The constructed prognostic models were validated. The “limma”, “tidyverse”, “ggplot2”, and “ggExtra” packages were used to plot the correlation heatmap of m6A‐related lncRNAs and mRNAs. The “survivor” and “survminer” packages were used to plot the survival curves of the training and test groups. The “pheatmap” package was used to plot the risk curves of the training and test groups. Receiver operating characteristic (ROC) diagnostic curves were plotted for the prognostic model to measure the model's accuracy, ²¹ including time‐dependent ROC curves and clinically relevant ROC curves. The “survival”, “survminer”, and “timeROC” packages were used to plot ROC curves.
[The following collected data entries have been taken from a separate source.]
impl Orchestrator {
    pub fn new(
        options: RunOptions,
        scorer: MatchScorer,
        navigator: Navigator,
        executor: ApplicationExecutor,
        persistence: Arc<dyn Persistence>,
    ) -> Result<Self> {
        options.validate()?;
        Ok(Self {
            options,
            scorer,
            navigator,
            executor,
            persistence,
        })
    }

    /// Build every component from the config file, with `options` already
    /// merged from file and command line.
    pub fn from_config(
        config: &AppConfig,
        options: RunOptions,
        persistence: Arc<dyn Persistence>,
    ) -> Result<Self> {
        let profile = ProfileCriteria::from(&config.profile);
        let scorer = MatchScorer::new(profile.clone(), config.scoring)?;
        let navigator = Navigator::for_profile(
            Arc::new(JobCardExtractor::builtin()?),
            &config.site.search_url()?,
            &profile,
            &options,
        );
        let executor = ApplicationExecutor::new(config.executor.clone(), profile);
        Self::new(options, scorer, navigator, executor, persistence)
    }

    pub fn options(&self) -> &RunOptions {
        &self.options
    }

    /// Drive one run to completion. Halts (quota, schedule, auth, fatal
    /// session errors) are reported in the summary; only collaborator
    /// failures such as storage errors come back as `Err`.
    #[instrument(skip_all, fields(run_id = %ctx.run_id, dry_run = self.options.dry_run))]
    pub async fn run(
        &mut self,
        session: &mut SessionManager,
        credentials: &Credentials,
        ctx: &RunContext,
    ) -> Result<RunSummary> {
        let mut summary = RunSummary::new(ctx.run_id, ctx.clock.now(), self.options.dry_run);
        info!("run started");

        let driven = self.drive(session, credentials, ctx, &mut summary).await;

        if let Err(e) = session.close().await {
            warn!(error = %e, "session could not be released cleanly");
        }
        summary.finished_at = Some(ctx.clock.now());

        let outcome = match driven {
            Ok(()) => Ok(()),
            Err(e) => match HaltReason::from_error(&e) {
                Some(halt) => {
                    warn!(error = %e, "run halted");
                    ctx.emit(EventKind::SessionError {
                        message: e.to_string(),
                        halted: true,
                    });
                    summary.halt = Some(halt);
                    Ok(())
                }
                None => Err(e),
            },
        };

        info!(
            succeeded = summary.succeeded,
            failed = summary.failed,
            indeterminate = summary.indeterminate,
            skipped = summary.skipped.total(),
            dry_run_eligible = summary.dry_run_eligible,
            halt = summary.halt.as_ref().map(|h| h.to_string()),
            "run finished"
        );
        ctx.emit(EventKind::RunFinished {
            summary: Box::new(summary.clone()),
        });
        outcome.map(|()| summary)
    }

    async fn drive(
        &mut self,
        session: &mut SessionManager,
        credentials: &Credentials,
        ctx: &RunContext,
        summary: &mut RunSummary,
    ) -> Result<()> {
        session.open().await?;
        match session.authenticate(credentials).await {
            Ok(()) => {}
            Err(e @ JobPilotError::AuthChallengeRequired { .. }) => {
                ctx.emit(EventKind::SessionError {
                    message: e.to_string(),
                    halted: false,
                });
                if !self.await_challenge(session, ctx).await? {
                    return Err(e);
                }
            }
            Err(e) => return Err(e),
        }

        let discovery = self.navigator.discover(session, ctx).await?;
        if ctx.is_cancelled() {
            summary.halt = Some(HaltReason::Cancelled);
            return Ok(());
        }
        summary.candidates = discovery.postings.len() as u32;
        summary.skipped.extraction_failed += discovery.failures.len() as u32;
        for posting in &discovery.postings {
            self.persistence.upsert_posting(posting).await?;
        }

        let today = ctx.clock.local_now().date();
        let mut counter = QuotaCounter::new(
            today,
            self.persistence.today_count(today).await?,
            self.options.daily_limit,
        );
        debug!(count = counter.count, limit = counter.limit, "quota counter seeded");

        let mut seen = HashSet::new();
        let mut taken: u32 = 0;
        // Dry-run picks for the current day. Gated like real successes, never persisted.
        let mut simulated: u32 = 0;

        for posting in discovery.postings {
            if ctx.is_cancelled() {
                info!("cancellation requested, stopping between jobs");
                summary.halt = Some(HaltReason::Cancelled);
                return Ok(());
            }
            if !seen.insert(posting.id.clone()) {
                self.skip(ctx, summary, &posting, SkipReason::Duplicate, None);
                continue;
            }
            if self.options.easy_apply_only && !posting.easy_apply {
                self.skip(ctx, summary, &posting, SkipReason::NotEasyApply, None);
                continue;
            }
            if self.scorer.profile().is_blacklisted(&posting.company) {
                self.skip(ctx, summary, &posting, SkipReason::Blacklisted, None);
                continue;
            }

            let matched = self.scorer.score(&posting);
            summary.matches.push(matched.clone());
            if let Some(threshold) = self.options.match_threshold {
                if matched.score < threshold {
                    let detail = format!("score {:.2} < {threshold:.2}", matched.score);
                    self.skip(ctx, summary, &posting, SkipReason::BelowThreshold, Some(detail));
                    continue;
                }
            }

            let now = ctx.clock.local_now();
            if now.date() != counter.date {
                let count = self.persistence.today_count(now.date()).await?;
                debug!(day = %now.date(), count, "local day rolled over, quota counter reseeded");
                counter = QuotaCounter::new(now.date(), count, self.options.daily_limit);
                simulated = 0;
            }
            let count = counter.count + simulated;
            match quota::decide(
                now,
                count,
                counter.limit,
                &self.options.allowed_windows,
                &self.options.weekday_policy,
            ) {
                Decision::Allow => {}
                Decision::Deny(DenyReason::DailyLimitReached) => {
                    info!(count, limit = counter.limit, "daily quota reached");
                    ctx.emit(EventKind::QuotaReached {
                        count,
                        limit: counter.limit,
                    });
                    summary.halt = Some(HaltReason::QuotaReached {
                        count,
                        limit: counter.limit,
                    });
                    return Ok(());
                }
                Decision::Deny(reason) => {
                    let next_allowed = quota::next_allowed(
                        now,
                        &self.options.allowed_windows,
                        &self.options.weekday_policy,
                    );
                    info!(%reason, ?next_allowed, "outside the allowed schedule");
                    summary.halt = Some(HaltReason::ScheduleDenied {
                        reason,
                        next_allowed,
                    });
                    return Ok(());
                }
            }

            if self.options.dry_run {
                summary.dry_run_eligible += 1;
                simulated += 1;
                taken += 1;
                info!(posting = %posting.id, score = matched.score, "dry run: would apply");
                ctx.emit(EventKind::JobSkipped {
                    posting_id: Some(posting.id.clone()),
                    reason: SkipReason::DryRun,
                    detail: Some(format!("score {:.2}", matched.score)),
                });
            } else if self
                .attempt(session, ctx, summary, &posting, &matched, counter.date)
                .await?
            {
                counter.record_success();
                taken += 1;
                if taken < self.options.max_applications {
                    self.cool_down(ctx).await;
                }
            }

            if taken >= self.options.max_applications {
                info!(limit = self.options.max_applications, "max applications reached");
                summary.halt = Some(HaltReason::MaxApplicationsReached {
                    limit: self.options.max_applications,
                });
                return Ok(());
            }
        }
        Ok(())
    }

    /// Apply to one posting and record the attempt. Returns whether it
    /// succeeded. A halting error is recorded as INDETERMINATE, then returned.
    async fn attempt(
        &self,
        session: &SessionManager,
        ctx: &RunContext,
        summary: &mut RunSummary,
        posting: &JobPosting,
        matched: &MatchResult,
        day: chrono::NaiveDate,
    ) -> Result<bool> {
        ctx.emit(EventKind::ApplicationAttempted {
            posting_id: posting.id.clone(),
            title: posting.title.clone(),
            company: posting.company.clone(),
            score: Some(matched.score),
        });
        let attempted_at = ctx.clock.now();

        let (report, halt) = match self.executor.apply(session, ctx, posting, Some(matched)).await {
            Ok(report) => (report, None),
            Err(e) => (
                ExecutionReport {
                    outcome: Outcome::Indeterminate,
                    failure: None,
                    detail: Some(e.to_string()),
                    last_state: crate::executor::ApplyState::Detected,
                    tries: Vec::new(),
                },
                Some(e),
            ),
        };

        let attempt = ApplicationAttempt {
            id: Uuid::now_v7(),
            posting_id: posting.id.clone(),
            run_id: ctx.run_id,
            attempted_at,
            day,
            outcome: report.outcome,
            failure: report.failure,
            detail: report.detail.clone(),
            needs_review: report.needs_review(),
            match_score: Some(matched.score),
        };
        self.persistence.record_attempt(&attempt).await?;

        match report.outcome {
            Outcome::Succeeded => summary.succeeded += 1,
            Outcome::Failed => summary.failed += 1,
            Outcome::Indeterminate => summary.indeterminate += 1,
        }
        ctx.emit(EventKind::ApplicationResult {
            posting_id: posting.id.clone(),
            outcome: report.outcome,
            reason: report.failure,
        });

        match halt {
            Some(e) => Err(e),
            None => Ok(report.outcome == Outcome::Succeeded),
        }
    }

    fn skip(
        &self,
        ctx: &RunContext,
        summary: &mut RunSummary,
        posting: &JobPosting,
        reason: SkipReason,
        detail: Option<String>,
    ) {
        debug!(posting = %posting.id, ?reason, "skipping candidate");
        summary.skipped.bump(reason);
        ctx.emit(EventKind::JobSkipped {
            posting_id: Some(posting.id.clone()),
            reason,
            detail,
        });
    }

    async fn cool_down(&self, ctx: &RunContext) {
        let pause = self.options.cooldown;
        if pause.is_zero() {
            return;
        }
        debug!(?pause, "cooling down");
        tokio::select! {
            _ = ctx.cancel.cancelled() => {}
            _ = tokio::time::sleep(pause) => {}
        }
    }

    /// Wait up to the configured grace period for a human to clear a login
    /// challenge. Returns `true` once the session is active.
    async fn await_challenge(&self, session: &mut SessionManager, ctx: &RunContext) -> Result<bool> {
        let grace = self.options.auth_challenge_grace;
        if grace.is_zero() {
            return Ok(false);
        }
        info!(?grace, "waiting for the login challenge to be resolved");
        let deadline = tokio::time::Instant::now() + grace;
        loop {
            tokio::select! {
                _ = ctx.cancel.cancelled() => return Ok(false),
                _ = tokio::time::sleep(CHALLENGE_POLL.min(grace)) => {}
            }
            match session.confirm_authenticated().await {
                Ok(true) => return Ok(true),
                Ok(false) => {}
                Err(e) if e.is_retryable() => debug!(error = %e, "challenge check failed"),
                Err(e) => return Err(e),
            }
            if tokio::time::Instant::now() >= deadline {
                return Ok(false);
            }
        }
    }
}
Principal component analysis (PCA) ²² was used to detect differences in the m6A genes, m6A‐associated lncRNAs, and m6A‐associated lncRNA‐constructed risk models between the low‐ and high‐risk groups. The spatial distribution of samples is displayed in 3D scatter plots. The “limma” and “scatterplot3d” packages were used to construct the PCA.
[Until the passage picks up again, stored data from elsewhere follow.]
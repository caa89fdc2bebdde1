//! Core domain types shared by the automation engine.

use std::collections::BTreeSet;

use chrono::{DateTime, NaiveDate, Utc};
use serde::{Deserialize, Serialize};
use url::Url;
use uuid::Uuid;

// ---------------------------------------------------------------------------
// Identifiers
// ---------------------------------------------------------------------------

/// A UUID v7 wrapper for run identifiers (time-sortable).
#[derive(Debug, Clone, Copy, PartialEq, Eq, Hash, Serialize, Deserialize)]
#[serde(transparent)]
pub struct RunId(pub Uuid);

impl RunId {
    /// Generate a new time-sortable run identifier.
    pub fn new() -> Self {
        Self(Uuid::now_v7())
    }
}

impl Default for RunId {
    fn default() -> Self {
        Self::new()
    }
}

impl std::fmt::Display for RunId {
    fn fmt(&self, f: &mut std::fmt::Formatter<'_>) -> std::fmt::Result {
        write!(f, "{}", self.0)
    }
}

impl std::str::FromStr for RunId {
    type Err = uuid::Error;

    fn from_str(s: &str) -> std::result::Result<Self, Self::Err> {
        Ok(Self(Uuid::parse_str(s)?))
    }
}

/// Stable identity of a posting: its canonical source URL.
///
/// Query strings and fragments are dropped because job boards decorate the
/// same posting link with tracking parameters.
#[derive(Debug, Clone, PartialEq, Eq, Hash, PartialOrd, Ord, Serialize, Deserialize)]
#[serde(transparent)]
pub struct PostingId(String);

impl PostingId {
    pub fn from_url(url: &Url) -> Self {
        let mut canonical = url.clone();
        canonical.set_query(None);
        canonical.set_fragment(None);
        let mut s = canonical.to_string();
        if s.ends_with('/') && canonical.path() != "/" {
            s.pop();
        }
        Self(s)
    }

    pub fn as_str(&self) -> &str {
        &self.0
    }
}

impl std::fmt::Display for PostingId {
    fn fmt(&self, f: &mut std::fmt::Formatter<'_>) -> std::fmt::Result {
        f.write_str(&self.0)
    }
}

// ---------------------------------------------------------------------------
// JobPosting
// ---------------------------------------------------------------------------

/// A job posting as extracted from a result card. Read-only after extraction.
#[derive(Debug, Clone, PartialEq, Serialize, Deserialize)]
pub struct JobPosting {
    pub id: PostingId,
    /// Absolute URL of the posting page.
    pub url: Url,
    pub title: String,
    pub company: String,
    #[serde(default, skip_serializing_if = "Option::is_none")]
    pub location: Option<String>,
    /// Whether the posting can be applied to without leaving the platform.
    pub easy_apply: bool,
    /// Raw requirement text (card snippet or description).
    pub requirements: String,
    pub discovered_at: DateTime<Utc>,
}

// ---------------------------------------------------------------------------
// ProfileCriteria
// ---------------------------------------------------------------------------

/// Candidate profile the postings are matched against. Immutable during a run.
#[derive(Debug, Clone, Default, PartialEq, Serialize, Deserialize)]
pub struct ProfileCriteria {
    /// Search keywords.
    pub keywords: Vec<String>,
    /// Skills, normalized to lowercase.
    pub skills: BTreeSet<String>,
    pub experience_years: u32,
    /// Education tags (e.g. "bachelor computer science").
    pub education: Vec<String>,
    /// Preferred location, matched as a case-insensitive substring.
    pub location: Option<String>,
    /// Whether remote postings satisfy the location preference.
    pub remote_ok: bool,
    pub industries: Vec<String>,
    /// Companies never applied to.
    pub blacklisted_companies: Vec<String>,
}

impl ProfileCriteria {
    pub fn is_blacklisted(&self, company: &str) -> bool {
        let company = company.trim().to_lowercase();
        self.blacklisted_companies
            .iter()
            .any(|c| c.trim().to_lowercase() == company)
    }
}

// ---------------------------------------------------------------------------
// MatchResult
// ---------------------------------------------------------------------------

/// Per-dimension sub-scores, each in `[0, 100]`.
#[derive(Debug, Clone, Copy, PartialEq, Serialize, Deserialize)]
pub struct SubScores {
    pub skills: f64,
    pub experience: f64,
    pub education: f64,
    pub location: f64,
    pub industry: f64,
}

/// Compatibility between a posting and the profile.
#[derive(Debug, Clone, PartialEq, Serialize, Deserialize)]
pub struct MatchResult {
    pub posting_id: PostingId,
    /// Weighted score in `[0, 100]`.
    pub score: f64,
    pub matched_skills: BTreeSet<String>,
    pub missing_skills: BTreeSet<String>,
    pub breakdown: SubScores,
}

// ---------------------------------------------------------------------------
// ApplicationAttempt
// ---------------------------------------------------------------------------

/// Terminal outcome of one application attempt.
#[derive(Debug, Clone, Copy, PartialEq, Eq, Hash, Serialize, Deserialize)]
#[serde(rename_all = "snake_case")]
pub enum Outcome {
    Succeeded,
    Failed,
    /// The post-submission page could not be classified; needs a human.
    Indeterminate,
}

impl Outcome {
    pub fn as_str(&self) -> &'static str {
        match self {
            Self::Succeeded => "succeeded",
            Self::Failed => "failed",
            Self::Indeterminate => "indeterminate",
        }
    }
}

impl std::str::FromStr for Outcome {
    type Err = String;

    fn from_str(s: &str) -> std::result::Result<Self, Self::Err> {
        match s {
            "succeeded" => Ok(Self::Succeeded),
            "failed" => Ok(Self::Failed),
            "indeterminate" => Ok(Self::Indeterminate),
            other => Err(format!("unknown outcome '{other}'")),
        }
    }
}

/// Why an attempt failed.
#[derive(Debug, Clone, Copy, PartialEq, Eq, Hash, Serialize, Deserialize)]
#[serde(rename_all = "snake_case")]
pub enum FailureReason {
    ElementNotFound,
    ValidationError,
    UnexpectedRedirect,
    Timeout,
}

impl FailureReason {
    pub fn as_str(&self) -> &'static str {
        match self {
            Self::ElementNotFound => "element_not_found",
            Self::ValidationError => "validation_error",
            Self::UnexpectedRedirect => "unexpected_redirect",
            Self::Timeout => "timeout",
        }
    }
}

impl std::str::FromStr for FailureReason {
    type Err = String;

    fn from_str(s: &str) -> std::result::Result<Self, Self::Err> {
        match s {
            "element_not_found" => Ok(Self::ElementNotFound),
            "validation_error" => Ok(Self::ValidationError),
            "unexpected_redirect" => Ok(Self::UnexpectedRedirect),
            "timeout" => Ok(Self::Timeout),
            other => Err(format!("unknown failure reason '{other}'")),
        }
    }
}

/// A recorded application attempt. Only created after the quota gate allowed it.
#[derive(Debug, Clone, PartialEq, Serialize, Deserialize)]
pub struct ApplicationAttempt {
    pub id: Uuid,
    pub posting_id: PostingId,
    pub run_id: RunId,
    pub attempted_at: DateTime<Utc>,
    /// Local calendar day the attempt counts against.
    pub day: NaiveDate,
    pub outcome: Outcome,
    #[serde(default, skip_serializing_if = "Option::is_none")]
    pub failure: Option<FailureReason>,
    #[serde(default, skip_serializing_if = "Option::is_none")]
    pub detail: Option<String>,
    /// Set for indeterminate outcomes.
    pub needs_review: bool,
    #[serde(default, skip_serializing_if = "Option::is_none")]
    pub match_score: Option<f64>,
}

// ---------------------------------------------------------------------------
// QuotaCounter
// ---------------------------------------------------------------------------

/// Count of succeeded applications for one local day.
#[derive(Debug, Clone, Copy, PartialEq, Eq, Serialize, Deserialize)]
pub struct QuotaCounter {
    pub date: NaiveDate,
    pub count: u32,
    pub limit: u32,
}

impl QuotaCounter {
    pub fn new(date: NaiveDate, count: u32, limit: u32) -> Self {
        Self { date, count, limit }
    }

    /// Record one confirmed success. The only way `count` changes within a day.
    pub fn record_success(&mut self) {
        self.count = self.count.saturating_add(1);
    }

    pub fn remaining(&self) -> u32 {
        self.limit.saturating_sub(self.count)
    }
}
2.4. Gene Ontology analysis of differentially expressed genes in high‐ and low‐risk groups in prognostic models, analysis of differences in immune function, and analysis of drug sensitivity

The “limma” package was used to obtain differentially expressed genes between the high‐ and low‐risk groups, followed by Gene Ontology (GO) analysis of the differentially expressed genes (BP, CC, MF) using the “clusterProfiler”, “org.Hs.eg.db” and “GOplot” packages. The “org.Hs.eg.db”, “GOplot”, “ggplot2” and “GOplot” packages were used to plot the circles and chord plots for the GO analysis. Differences in immune function between the high‐ and low‐risk groups were analyzed in the prognostic model. The relationship between the prognostic model and tumor immunity was investigated. The “limma”, “GSVA”, “GSEABase”, “pheatmap”, and “reshape2” packages were used to perform differential analysis of immune function in prognostic models. Drug sensitivity analysis was performed in the constructed prognostic models to predict the potential drugs that could be used to treat UCEC. IC50 values were used to evaluate the drug sensitivity in the prognostic model. The IC50 value can be used to measure the ability of a drug to induce apoptosis. The stronger the induction is, the lower the value and the more influential the treatment. The “limma”, “ggpubr”, “pRRophetic”, and “ggplot2” packages were used for drug sensitivity analysis of prognostic models.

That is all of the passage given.